While some employees, like John D. Arnold, received large bonuses in the final days of the company, Enron's shareholders lost $74 billion in the four years before the company's bankruptcy ($40 to $45 billion of this was attributed to fraud), and they received little compensation in the aftermath besides severance pay because nearly $67 billion was owed to creditors. To pay its creditors, Enron was legally ordered to sell assets including art, photographs, logo signs, and its pipelines.

A class action lawsuit on behalf of about 20,000 Enron employees who alleged mismanagement of their 401(k) plans resulted in a July 2005 settlement of $356 million against Enron and 401(k) manager Northern Trust. A year later the settlement was reduced to $37.5 million in an agreement by federal judge Melinda Harmon, with Northern Trust neither admitting or denying wrongdoing.

In May 2004, more than 20,000 of Enron's former employees won a suit of $85 million for compensation of $2 billion that was lost from their pensions. From the settlement, the employees each received about $3,100. The next year, investors received another settlement from several banks of $4.2 billion. In September 2008, a $7.2-billion settlement from a $40-billion lawsuit, was reached on behalf of the shareholders. The settlement was distributed among the main plaintiff, University of California (UC), and 1.5 million individuals and groups. UC's law firm Coughlin Stoia Geller Rudman and Robbins, received $688 million in fees, the highest in a U.S. securities fraud case. At the distribution, UC announced in a press release "We are extremely pleased to be returning these funds to the members of the class. Getting here has required a long, challenging effort, but the results for Enron investors are unprecedented."

===Sarbanes–Oxley Act===

In the Titanic, the captain went down with the ship. And Enron looks to me like the captain first gave himself and his friends a bonus, then lowered himself and the top folks down the lifeboat and then hollered up and said, "By the way, everything is going to be just fine."
— —U.S. Senator Byron Dorgan

Between December 2001 and April 2002, the Senate Committee on Banking, Housing, and Urban Affairs and the House Committee on Financial Services held multiple hearings about the Enron scandal and related accounting and investor protection issues.
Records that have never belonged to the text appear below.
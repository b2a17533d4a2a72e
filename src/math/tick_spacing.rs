// Tick alignment and range selection
// ----------------------------------
// A pool only accepts position bounds that are multiples of its tick spacing.
// Rounding is done with integer floor/ceil division: truncation and floor
// disagree for negative ticks, and float division is not exact.
//
// The only floating point in the crate is the ratio -> tick offset used to
// pick *where* the range goes. It never touches deposit amounts.

use std::str::FromStr;

use num_integer::Integer;

use crate::error::{PlannerError, Result};
use crate::math::constants::{MAX_TICK, MIN_TICK};

const TICK_BASE: f64 = 1.0001;

/// Positive tick spacing of a pool (1, 10, 60, 200, ...).
#[derive(Copy, Clone, Debug, PartialEq, Eq)]
pub struct TickSpacing(i32);

impl TickSpacing {
    pub fn new(spacing: i32) -> Result<Self> {
        if spacing <= 0 {
            return Err(PlannerError::InvalidTickSpacing(spacing));
        }
        Ok(Self(spacing))
    }

    #[inline]
    pub fn get(self) -> i32 {
        self.0
    }
}

/// Rounds `tick` to a multiple of `spacing`: down (toward negative infinity)
/// unless `round_up`, in which case up (toward positive infinity).
///
/// The result is widened to `i64`: rounding `i32::MIN` down or `i32::MAX` up
/// can leave the `i32` domain, but never the `i64` one.
pub fn spaced_tick(tick: i32, spacing: TickSpacing, round_up: bool) -> i64 {
    let tick = i64::from(tick);
    let spacing = i64::from(spacing.get());
    let steps = if round_up {
        Integer::div_ceil(&tick, &spacing)
    } else {
        Integer::div_floor(&tick, &spacing)
    };
    steps * spacing
}

/// How a price band is turned into spacing-aligned ticks.
#[derive(Copy, Clone, Debug, Default, PartialEq, Eq)]
pub enum RangeRounding {
    /// Offsets rounded to the nearest tick; lower bound floored, upper bound
    /// ceiled. The range never shrinks below the requested band.
    #[default]
    Outward,
    /// Offsets floored; both bounds ceiled. Both bounds move toward higher
    /// prices.
    Upward,
}

impl FromStr for RangeRounding {
    type Err = String;

    fn from_str(s: &str) -> std::result::Result<Self, Self::Err> {
        match s.to_ascii_lowercase().as_str() {
            "outward" => Ok(Self::Outward),
            "upward" => Ok(Self::Upward),
            other => Err(format!("unknown range rounding: {}", other)),
        }
    }
}

fn ticks_for_ratio(ratio: f64) -> Result<f64> {
    if !ratio.is_finite() || ratio <= 0.0 {
        return Err(PlannerError::InvalidRange(format!(
            "price ratio {} must be finite and positive",
            ratio
        )));
    }
    let ticks = ratio.ln() / TICK_BASE.ln();
    if ticks < f64::from(MIN_TICK) * 2.0 || ticks > f64::from(MAX_TICK) * 2.0 {
        return Err(PlannerError::InvalidRange(format!(
            "price ratio {} is beyond the tick domain",
            ratio
        )));
    }
    Ok(ticks)
}

/// Number of ticks between a price and `ratio` times that price:
/// `round(ln(ratio) / ln(1.0001))`. `0.7` gives `-3567`, `1.3` gives `2624`.
pub fn tick_offset_for_ratio(ratio: f64) -> Result<i32> {
    Ok(ticks_for_ratio(ratio)?.round() as i32)
}

// ------------------------------- TickRange -----------------------------------

/// Spacing-aligned position bounds, `tick_lower < tick_upper`.
#[derive(Copy, Clone, Debug, PartialEq, Eq)]
pub struct TickRange {
    pub tick_lower: i32,
    pub tick_upper: i32,
}

impl TickRange {
    pub fn new(tick_lower: i32, tick_upper: i32) -> Result<Self> {
        if tick_lower >= tick_upper {
            return Err(PlannerError::InvalidRange(format!(
                "tick_lower {} must be below tick_upper {}",
                tick_lower, tick_upper
            )));
        }
        if tick_lower < MIN_TICK || tick_upper > MAX_TICK {
            return Err(PlannerError::InvalidRange(format!(
                "ticks [{}, {}] fall outside [{}, {}]",
                tick_lower, tick_upper, MIN_TICK, MAX_TICK
            )));
        }
        Ok(Self { tick_lower, tick_upper })
    }

    /// Range spanning `lower_ratio..upper_ratio` around `tick`, rounded
    /// outward (see [`RangeRounding::Outward`]).
    pub fn around(
        tick: i32,
        lower_ratio: f64,
        upper_ratio: f64,
        spacing: TickSpacing,
    ) -> Result<Self> {
        Self::around_with(tick, lower_ratio, upper_ratio, spacing, RangeRounding::Outward)
    }

    pub fn around_with(
        tick: i32,
        lower_ratio: f64,
        upper_ratio: f64,
        spacing: TickSpacing,
        rounding: RangeRounding,
    ) -> Result<Self> {
        // (lower offset, upper offset, round lower up)
        let (down, up, lower_up) = match rounding {
            RangeRounding::Outward => (
                tick_offset_for_ratio(lower_ratio)?,
                tick_offset_for_ratio(upper_ratio)?,
                false,
            ),
            RangeRounding::Upward => (
                ticks_for_ratio(lower_ratio)?.floor() as i32,
                ticks_for_ratio(upper_ratio)?.floor() as i32,
                true,
            ),
        };

        let lower = spaced_tick(offset_tick(tick, down)?, spacing, lower_up);
        let upper = spaced_tick(offset_tick(tick, up)?, spacing, true);
        Self::new(narrow(lower)?, narrow(upper)?)
    }

    #[inline]
    pub fn is_aligned(&self, spacing: TickSpacing) -> bool {
        self.tick_lower % spacing.get() == 0 && self.tick_upper % spacing.get() == 0
    }

    /// Current tick strictly inside the bounds.
    #[inline]
    pub fn contains(&self, tick: i32) -> bool {
        self.tick_lower < tick && tick < self.tick_upper
    }
}

fn offset_tick(tick: i32, offset: i32) -> Result<i32> {
    tick.checked_add(offset).ok_or_else(|| {
        PlannerError::InvalidRange(format!("tick {} offset by {} leaves i32", tick, offset))
    })
}

fn narrow(tick: i64) -> Result<i32> {
    i32::try_from(tick)
        .map_err(|_| PlannerError::InvalidRange(format!("tick {} does not fit in i32", tick)))
}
These hearings and the corporate scandals that followed Enron led to the passage of the Sarbanes-Oxley Act on July 30, 2002. The Act is nearly "a mirror image of Enron: the company's perceived corporate governance failings are matched virtually point for point in the principal provisions of the Act."

The main provisions of the Sarbanes–Oxley Act included the establishment of the Public Company Accounting Oversight Board to develop standards for the preparation of audit reports; the restriction of public accounting companies from providing any non-auditing services when auditing; provisions for the independence of audit committee members, executives being required to sign off on financial reports, and relinquishment of certain executives' bonuses in case of financial restatements; and expanded financial disclosure of companies' relationships with unconsolidated entities.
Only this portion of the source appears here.